▶ WORK TO COMPLETE
Show every line below where "fell" can be found.

★ ★ ★ ★ ★ ★ ★

//! Purchase contracts and the history of contracts that fell through.

use chrono::{DateTime, Utc};
use serde::{Deserialize, Serialize};

use crate::money::Money;

use super::{HousingSearchError, PropertyId};

/// A purchase contract on a property.
///
/// Immutable: recording the closing produces a new value via
/// [`Contract::with_actual_closing_date`].
#[derive(Debug, Clone, PartialEq, Serialize, Deserialize)]
pub struct Contract {
    property_id: PropertyId,
    price: Money,
    contract_date: DateTime<Utc>,
    expected_closing_date: Option<DateTime<Utc>>,
    #[serde(default)]
    actual_closing_date: Option<DateTime<Utc>>,
}

impl Contract {
    pub fn new(
        property_id: PropertyId,
        price: Money,
        contract_date: DateTime<Utc>,
        expected_closing_date: Option<DateTime<Utc>>,
    ) -> Result<Self, HousingSearchError> {
        if property_id.is_nil() {
            return Err(HousingSearchError::PropertyIdRequired);
        }
        Ok(Self {
            property_id,
            price,
            contract_date,
            expected_closing_date,
            actual_closing_date: None,
        })
    }

    pub fn property_id(&self) -> PropertyId {
        self.property_id
    }

    pub fn price(&self) -> &Money {
        &self.price
    }

    pub fn contract_date(&self) -> DateTime<Utc> {
        self.contract_date
    }

    pub fn expected_closing_date(&self) -> Option<DateTime<Utc>> {
        self.expected_closing_date
    }

    pub fn actual_closing_date(&self) -> Option<DateTime<Utc>> {
        self.actual_closing_date
    }

    /// Returns true once the closing has been recorded.
    pub fn is_closed(&self) -> bool {
        self.actual_closing_date.is_some()
    }

    /// Whole days from contract to closing, or to now while still open.
    pub fn days_under_contract(&self) -> i64 {
        self.days_under_contract_at(Utc::now())
    }

    /// Same as [`Contract::days_under_contract`] with an explicit clock.
    pub fn days_under_contract_at(&self, now: DateTime<Utc>) -> i64 {
        let end = self.actual_closing_date.unwrap_or(now);
        (end - self.contract_date).num_days()
    }

    /// Returns a copy of this contract with the closing recorded.
    pub fn with_actual_closing_date(&self, date: DateTime<Utc>) -> Self {
        Self {
            actual_closing_date: Some(date),
            ..self.clone()
        }
    }
}

impl std::fmt::Display for Contract {
    fn fmt(&self, f: &mut std::fmt::Formatter<'_>) -> std::fmt::Result {
        write!(
            f,
            "{} at {} (contract {})",
            self.property_id,
            self.price,
            self.contract_date.format("%Y-%m-%d")
        )?;
        if let Some(closed) = self.actual_closing_date {
            write!(f, ", closed {}", closed.format("%Y-%m-%d"))?;
        }
        Ok(())
    }
}

/// A contract that collapsed before the family moved in.
#[derive(Debug, Clone, PartialEq, Serialize, Deserialize)]
pub struct FailedContractAttempt {
    property_id: PropertyId,
    contract_price: Money,
    contract_date: DateTime<Utc>,
    failed_date: DateTime<Utc>,
    reason: Option<String>,
}

impl FailedContractAttempt {
    pub fn from_contract(
        contract: &Contract,
        failed_date: DateTime<Utc>,
        reason: Option<String>,
    ) -> Self {
        Self {
            property_id: contract.property_id,
            contract_price: contract.price.clone(),
            contract_date: contract.contract_date,
            failed_date,
            reason,
        }
    }

    pub fn property_id(&self) -> PropertyId {
        self.property_id
    }

    pub fn contract_price(&self) -> &Money {
        &self.contract_price
    }

    pub fn contract_date(&self) -> DateTime<Utc> {
        self.contract_date
    }

    pub fn failed_date(&self) -> DateTime<Utc> {
        self.failed_date
    }

    pub fn reason(&self) -> Option<&str> {
        self.reason.as_deref()
    }

    /// Whole days the contract was in place before it failed.
    pub fn days_under_contract(&self) -> i64 {
        (self.failed_date - self.contract_date).num_days()
    }
}

impl std::fmt::Display for FailedContractAttempt {
    fn fmt(&self, f: &mut std::fmt::Formatter<'_>) -> std::fmt::Result {
        write!(
            f,
            "{} at {}: {} days, failed: {}",
            self.property_id,
            self.contract_price,
            self.days_under_contract(),
            self.reason.as_deref().unwrap_or("no reason given")
        )
    }
}

/// Append-only record of contracts that fell through, oldest first.
///
/// Entries can only be added from inside the crate; there is no way to
/// remove or edit one.
#[derive(Debug, Clone, Default, PartialEq, Serialize, Deserialize)]
#[serde(transparent)]
pub struct FailedContractHistory(Vec<FailedContractAttempt>);

impl FailedContractHistory {
    pub(crate) fn push(&mut self, attempt: FailedContractAttempt) {
        self.0.push(attempt);
    }

    pub fn iter(&self) -> impl Iterator<Item = &FailedContractAttempt> {
        self.0.iter()
    }

    pub fn len(&self) -> usize {
        self.0.len()
    }

    pub fn is_empty(&self) -> bool {
        self.0.is_empty()
    }

    pub fn get(&self, index: usize) -> Option<&FailedContractAttempt> {
        self.0.get(index)
    }

    /// The most recent failure.
    pub fn last(&self) -> Option<&FailedContractAttempt> {
        self.0.last()
    }

    pub fn as_slice(&self) -> &[FailedContractAttempt] {
        &self.0
    }
}

impl<'a> IntoIterator for &'a FailedContractHistory {
    type Item = &'a FailedContractAttempt;
    type IntoIter = std::slice::Iter<'a, FailedContractAttempt>;

    fn into_iter(self) -> Self::IntoIter {
        self.0.iter()
    }
}

#[cfg(test)]
mod tests {
    use super::*;
    use chrono::{Duration, TimeZone};
    use uuid::Uuid;

    fn date(day: u32) -> DateTime<Utc> {
        Utc.with_ymd_and_hms(2024, 3, day, 9, 0, 0).unwrap()
    }

    fn contract_on(day: u32) -> Contract {
        Contract::new(
            PropertyId::new(),
            Money::new(450_000.0).unwrap(),
            date(day),
            Some(date(28)),
        )
        .unwrap()
    }

    #[test]
    fn nil_property_is_rejected() {
        let result = Contract::new(
            PropertyId::from_uuid(Uuid::nil()),
            Money::new(1.0).unwrap(),
            Utc::now(),
            None,
        );
        assert!(matches!(result, Err(HousingSearchError::PropertyIdRequired)));
    }

    #[test]
    fn open_contract_counts_days_to_now() {
        let contract = contract_on(1);
        assert!(!contract.is_closed());
        assert_eq!(contract.days_under_contract_at(date(11)), 10);
        // Partial days truncate.
        assert_eq!(
            contract.days_under_contract_at(date(11) + Duration::hours(23)),
            10
        );
    }

    #[test]
    fn closing_returns_new_value_and_fixes_day_count() {
        let open = contract_on(1);
        let closed = open.with_actual_closing_date(date(21));

        assert!(!open.is_closed());
        assert!(closed.is_closed());
        assert_eq!(closed.actual_closing_date(), Some(date(21)));
        assert_eq!(closed.days_under_contract_at(date(30)), 20);
        assert_eq!(closed.property_id(), open.property_id());
        assert_eq!(closed.expected_closing_date(), Some(date(28)));
    }

    #[test]
    fn failed_attempt_copies_contract_terms() {
        let contract = contract_on(1);
        let attempt =
            FailedContractAttempt::from_contract(&contract, date(15), Some("Inspection".into()));

        assert_eq!(attempt.property_id(), contract.property_id());
        assert_eq!(attempt.contract_price(), contract.price());
        assert_eq!(attempt.contract_date(), date(1));
        assert_eq!(attempt.days_under_contract(), 14);
        assert_eq!(attempt.reason(), Some("Inspection"));
    }

    #[test]
    fn failed_attempt_display() {
        let contract = contract_on(1);
        let attempt = FailedContractAttempt::from_contract(&contract, date(15), None);
        let text = attempt.to_string();
        assert!(text.contains("$450,000.00"));
        assert!(text.contains("14 days"));
        assert!(text.ends_with("no reason given"));
    }

    #[test]
    fn history_only_grows() {
        let mut history = FailedContractHistory::default();
        assert!(history.is_empty());

        let first = FailedContractAttempt::from_contract(&contract_on(1), date(5), None);
        let second = FailedContractAttempt::from_contract(&contract_on(6), date(9), None);
        history.push(first.clone());
        history.push(second.clone());

        assert_eq!(history.len(), 2);
        assert_eq!(history.get(0), Some(&first));
        assert_eq!(history.last(), Some(&second));
        assert_eq!(history.iter().count(), 2);
    }

    #[test]
    fn history_serializes_as_plain_list() {
        let mut history = FailedContractHistory::default();
        history.push(FailedContractAttempt::from_contract(
            &contract_on(1),
            date(5),
            Some("Financing".into()),
        ));

        let json = serde_json::to_value(&history).unwrap();
        assert!(json.is_array());
        assert_eq!(json[0]["reason"], "Financing");

        let back: FailedContractHistory = serde_json::from_value(json).unwrap();
        assert_eq!(back, history);
    }
}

★ ★ ★ ★ ★ ★ ★

▶ ANSWER FOR THIS EXERCISE
//! Purchase contracts and the history of contracts that fell through.
/// Append-only record of contracts that fell through, oldest first.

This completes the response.